--- Data in this exercise ---
mod audio;
pub mod backend;
mod effects;
mod settings;
mod state_machine;

use serde::Serialize;
use std::sync::Arc;
use tauri::{AppHandle, Emitter, Manager};
use tokio::sync::{mpsc, Mutex};

use backend::patients::PatientInput;
use backend::voice::HealthStatus;
use backend::{consultant, patients, voice, Patient, StructuredFields};
use effects::{AudioEffectRunner, EffectRunner};
use settings::AppSettings;
use state_machine::{reduce, Effect, Event, Limits, State};

/// UI state sent to the frontend via Tauri events.
/// Tagged union format: { "status": "idle" } or
/// { "status": "recording", "elapsedSecs": 5 }
#[derive(Clone, Serialize)]
#[serde(tag = "status", rename_all = "camelCase")]
pub enum UiState {
    Idle,
    Arming,
    Recording {
        #[serde(rename = "elapsedSecs")]
        elapsed_secs: u64,
    },
    Stopping,
    Transcribing,
    Structuring,
    Review {
        transcript: String,
        confidence: f64,
        fields: StructuredFields,
        #[serde(
            rename = "statusMessage",
            skip_serializing_if = "Option::is_none"
        )]
        status_message: Option<String>,
    },
    Saving,
    Saved {
        #[serde(rename = "recordId")]
        record_id: String,
    },
    NoSpeech {
        message: String,
    },
    Error {
        message: String,
    },
}

/// Convert internal State to UiState for the frontend
fn state_to_ui(state: &State) -> UiState {
    match state {
        State::Idle => UiState::Idle,
        State::Arming { .. } => UiState::Arming,
        State::Recording { started_at, .. } => UiState::Recording {
            elapsed_secs: started_at.elapsed().as_secs(),
        },
        State::Stopping { .. } => UiState::Stopping,
        State::Transcribing { .. } => UiState::Transcribing,
        State::Structuring { .. } => UiState::Structuring,
        State::Review {
            transcript,
            confidence,
            fields,
            status,
            ..
        } => UiState::Review {
            transcript: transcript.clone(),
            confidence: *confidence,
            fields: fields.clone(),
            status_message: status.clone(),
        },
        State::Saving { .. } => UiState::Saving,
        State::Saved { record_id, .. } => UiState::Saved {
            record_id: record_id.clone(),
        },
        State::NoSpeech { message, .. } => UiState::NoSpeech {
            message: message.clone(),
        },
        State::Error { message } => UiState::Error {
            message: message.clone(),
        },
    }
}

/// Emit a UI state update to the frontend
fn emit_ui_state(app: &AppHandle, state: &State) {
    let ui_state = state_to_ui(state);
    log::debug!("Emitting UI state: {:?}", serde_json::to_string(&ui_state));
    if let Err(e) = app.emit("state-update", &ui_state) {
        log::warn!("Failed to emit state to UI: {:?}", e);
    }
}

/// State loop manager - holds the event sender for dispatching events
pub struct StateLoopHandle {
    tx: mpsc::Sender<Event>,
}

impl StateLoopHandle {
    /// Send an event to the state machine
    pub async fn send(&self, event: Event) -> Result<(), mpsc::error::SendError<Event>> {
        self.tx.send(event).await
    }
}

/// Managed settings, shared between commands and the effect runner.
pub struct SettingsHolder(Arc<Mutex<AppSettings>>);

/// Run the main state loop
async fn run_state_loop(
    app: AppHandle,
    mut rx: mpsc::Receiver<Event>,
    tx: mpsc::Sender<Event>,
    effect_runner: Arc<dyn EffectRunner>,
    limits: Limits,
) {
    let mut state = State::default();

    emit_ui_state(&app, &state);
    log::info!("State loop started");

    while let Some(event) = rx.recv().await {
        log::debug!("Received event: {:?}", event);

        // Handle Exit at the edge
        if matches!(event, Event::Exit) {
            log::info!("Exit requested, shutting down state loop");
            break;
        }

        let old_discriminant = std::mem::discriminant(&state);
        let (next, effects) = reduce(&state, event, &limits);
        let new_discriminant = std::mem::discriminant(&next);

        if old_discriminant != new_discriminant {
            log::info!("State transition: {:?} -> {:?}", state, next);
        }

        state = next;

        for eff in effects {
            match eff {
                Effect::EmitUi => emit_ui_state(&app, &state),
                other => effect_runner.spawn(other, tx.clone()),
            }
        }
    }

    log::info!("State loop ended");
}

// ============================================================================
// Recording commands
// ============================================================================

#[tauri::command]
async fn start_recording(
    patient_id: String,
    state: tauri::State<'_, StateLoopHandle>,
) -> Result<(), String> {
    log::info!("Command: start recording for patient {}", patient_id);
    state
        .send(Event::StartRequested { patient_id })
        .await
        .map_err(|e| e.to_string())
}

#[tauri::command]
async fn stop_recording(state: tauri::State<'_, StateLoopHandle>) -> Result<(), String> {
    log::info!("Command: stop recording");
    state
        .send(Event::StopRequested)
        .await
        .map_err(|e| e.to_string())
}

#[tauri::command]
async fn cancel_recording(state: tauri::State<'_, StateLoopHandle>) -> Result<(), String> {
    log::info!("Command: cancel");
    state.send(Event::Cancel).await.map_err(|e| e.to_string())
}

#[tauri::command]
async fn edit_field(
    field: String,
    value: String,
    state: tauri::State<'_, StateLoopHandle>,
) -> Result<(), String> {
    log::debug!("Command: edit field {}", field);
    state
        .send(Event::FieldEdited { field, value })
        .await
        .map_err(|e| e.to_string())
}

#[tauri::command]
async fn save_note(state: tauri::State<'_, StateLoopHandle>) -> Result<(), String> {
    log::info!("Command: save note");
    state
        .send(Event::SaveRequested)
        .await
        .map_err(|e| e.to_string())
}

// ============================================================================
// Patient CRUD commands
// ============================================================================

async fn api_base(holder: &tauri::State<'_, SettingsHolder>) -> String {
    holder.0.lock().await.api_base_url.clone()
}

#[tauri::command]
async fn list_patients(
    holder: tauri::State<'_, SettingsHolder>,
) -> Result<Vec<Patient>, String> {
    let base = api_base(&holder).await;
    patients::list(&base).await.map_err(|e| e.to_string())
}

#[tauri::command]
async fn add_patient(
    patient: PatientInput,
    holder: tauri::State<'_, SettingsHolder>,
) -> Result<(), String> {
    log::info!("Command: add patient {}", patient.name);
    let base = api_base(&holder).await;
    patients::add(&base, &patient)
        .await
        .map_err(|e| e.to_string())
}

#[tauri::command]
async fn update_patient(
    name: String,
    patient: PatientInput,
    holder: tauri::State<'_, SettingsHolder>,
) -> Result<(), String> {
    log::info!("Command: update patient {}", name);
    let base = api_base(&holder).await;
    patients::update(&base, &name, &patient)
        .await
        .map_err(|e| e.to_string())
}

#[tauri::command]
async fn delete_patient(
    name: String,
    holder: tauri::State<'_, SettingsHolder>,
) -> Result<(), String> {
    log::info!("Command: delete patient {}", name);
    let base = api_base(&holder).await;
    patients::delete(&base, &name)
        .await
        .map_err(|e| e.to_string())
}

#[tauri::command]
async fn patient_notes(
    name: String,
    holder: tauri::State<'_, SettingsHolder>,
) -> Result<serde_json::Value, String> {
    let base = api_base(&holder).await;
    patients::notes(&base, &name)
        .await
        .map_err(|e| e.to_string())
}

// ============================================================================
// Consultant-notes commands (scanned document extraction)
// ============================================================================

#[tauri::command]
async fn consultant_extract(
    image_paths: Vec<String>,
    holder: tauri::State<'_, SettingsHolder>,
) -> Result<serde_json::Value, String> {
    log::info!("Command: extract {} scanned pages", image_paths.len());
    let base = api_base(&holder).await;
    consultant::extract_notes(&base, &image_paths)
        .await
        .map_err(|e| e.to_string())
}

#[tauri::command]
async fn consultant_save(
    patient_id: String,
    extracted: serde_json::Value,
    holder: tauri::State<'_, SettingsHolder>,
) -> Result<(), String> {
    log::info!("Command: save extracted notes for patient {}", patient_id);
    let base = api_base(&holder).await;
    consultant::save_notes(&base, &patient_id, &extracted)
        .await
        .map_err(|e| e.to_string())
}

// ============================================================================
// Settings commands
// ============================================================================

#[tauri::command]
async fn get_settings(
    holder: tauri::State<'_, SettingsHolder>,
) -> Result<AppSettings, String> {
    Ok(holder.0.lock().await.clone())
}

/// Persist new settings and apply them to the running app. The backend URL
/// takes effect immediately; recording thresholds apply from the next
/// session the state loop is started with, i.e. the next launch.
#[tauri::command]
async fn update_settings(
    new_settings: AppSettings,
    app: AppHandle,
    holder: tauri::State<'_, SettingsHolder>,
) -> Result<(), String> {
    log::info!("Command: update settings");
    settings::save_settings(&app, &new_settings)?;
    *holder.0.lock().await = new_settings;
    Ok(())
}

// ============================================================================
// Status commands
// ============================================================================

/// Audio status for the settings panel
#[derive(Clone, serde::Serialize)]
pub struct AudioStatusResponse {
    available: bool,
    sample_rate: Option<u32>,
    temp_dir: String,
    error: Option<String>,
}

#[tauri::command]
fn get_audio_status() -> AudioStatusResponse {
    match audio::AudioRecorder::new() {
        Ok(rec) => {
            let temp_dir = audio::create_temp_audio_dir()
                .map(|p| p.to_string_lossy().to_string())
                .unwrap_or_else(|_| "unknown".to_string());

            AudioStatusResponse {
                available: true,
                sample_rate: Some(rec.sample_rate()),
                temp_dir,
                error: None,
            }
        }
        Err(e) => AudioStatusResponse {
            available: false,
            sample_rate: None,
            temp_dir: "N/A".to_string(),
            error: Some(e.to_string()),
        },
    }
}

#[tauri::command]
async fn check_backend(
    holder: tauri::State<'_, SettingsHolder>,
) -> Result<HealthStatus, String> {
    let base = api_base(&holder).await;
    voice::health(&base).await.map_err(|e| e.to_string())
}

// ============================================================================
// Application entry point
// ============================================================================

#[cfg_attr(mobile, tauri::mobile_entry_point)]
pub fn run() {
    tauri::Builder::default()
        .setup(|app| {
            // Set up logging in debug mode
            if cfg!(debug_assertions) {
                app.handle().plugin(
                    tauri_plugin_log::Builder::default()
                        .level(log::LevelFilter::Debug)
                        .build(),
                )?;
            }

            let app_settings = settings::load_settings(app.handle());
            let limits = Limits::from(&app_settings);
            let shared_settings = Arc::new(Mutex::new(app_settings));
            app.manage(SettingsHolder(shared_settings.clone()));

            // Create event channel for the state machine
            let (tx, rx) = mpsc::channel::<Event>(32);

            // Store the sender so Tauri commands can dispatch events
            let state_handle = StateLoopHandle { tx: tx.clone() };
            app.manage(state_handle);

            let effect_runner =
                AudioEffectRunner::new(app.handle().clone(), shared_settings);

            // Spawn the state loop
            let app_handle = app.handle().clone();
            let tx_for_loop = tx.clone();
            tauri::async_runtime::spawn(async move {
                run_state_loop(app_handle, rx, tx_for_loop, effect_runner, limits).await;
            });

            log::info!("Myora started");
            Ok(())
        })
        .invoke_handler(tauri::generate_handler![
            start_recording,
            stop_recording,
            cancel_recording,
            edit_field,
            save_note,
            list_patients,
            add_patient,
            update_patient,
            delete_patient,
            patient_notes,
            consultant_extract,
            consultant_save,
            get_settings,
            update_settings,
            get_audio_status,
            check_backend,
        ])
        .on_window_event(|window, event| {
            // Closing the main window shuts down the state loop so any
            // in-flight session stops cleanly
            if let tauri::WindowEvent::CloseRequested { .. } = event {
                if let Some(state) = window.app_handle().try_state::<StateLoopHandle>() {
                    if let Err(e) = state.tx.try_send(Event::Exit) {
                        log::warn!("Failed to send exit event: {}", e);
                    }
                }
            }
        })
        .run(tauri::generate_context!())
        .expect("error while running tauri application");
}

#[cfg(test)]
mod tests {
    use super::*;
    use std::path::PathBuf;
    use std::time::Instant;
    use uuid::Uuid;

    #[test]
    fn ui_state_serializes_with_status_tag() {
        let json = serde_json::to_value(state_to_ui(&State::Idle)).unwrap();
        assert_eq!(json["status"], "idle");

        let state = State::Recording {
            recording_id: Uuid::new_v4(),
            patient_id: "Jane Doe".into(),
            wav_path: PathBuf::from("/tmp/test.wav"),
            started_at: Instant::now(),
        };
        let json = serde_json::to_value(state_to_ui(&state)).unwrap();
        assert_eq!(json["status"], "recording");
        assert!(json["elapsedSecs"].is_u64());
    }

    #[test]
    fn review_state_carries_fields_and_omits_empty_status() {
        use crate::backend::FieldValue;

        let mut fields = StructuredFields::new();
        fields.insert("diagnosis".into(), FieldValue::Text("flu".into()));

        let state = State::Review {
            recording_id: Uuid::new_v4(),
            patient_id: "Jane Doe".into(),
            wav_path: PathBuf::from("/tmp/test.wav"),
            transcript: "notes".into(),
            confidence: 0.9,
            fields,
            status: None,
        };
        let json = serde_json::to_value(state_to_ui(&state)).unwrap();
        assert_eq!(json["status"], "review");
        assert_eq!(json["fields"]["diagnosis"], "flu");
        assert!(json.get("statusMessage").is_none());
    }

    #[test]
    fn no_speech_state_serializes_message() {
        let state = State::NoSpeech {
            recording_id: Uuid::new_v4(),
            message: "No audio recorded".into(),
        };
        let json = serde_json::to_value(state_to_ui(&state)).unwrap();
        assert_eq!(json["status"], "noSpeech");
        assert_eq!(json["message"], "No audio recorded");
    }
}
---
Required work: From the first line of the records above to the line that contains "via Tauri events.", quote each line exactly.

Answer section:
mod audio;
pub mod backend;
mod effects;
mod settings;
mod state_machine;

use serde::Serialize;
use std::sync::Arc;
use tauri::{AppHandle, Emitter, Manager};
use tokio::sync::{mpsc, Mutex};

use backend::patients::PatientInput;
use backend::voice::HealthStatus;
use backend::{consultant, patients, voice, Patient, StructuredFields};
use effects::{AudioEffectRunner, EffectRunner};
use settings::AppSettings;
use state_machine::{reduce, Effect, Event, Limits, State};

/// UI state sent to the frontend via Tauri events.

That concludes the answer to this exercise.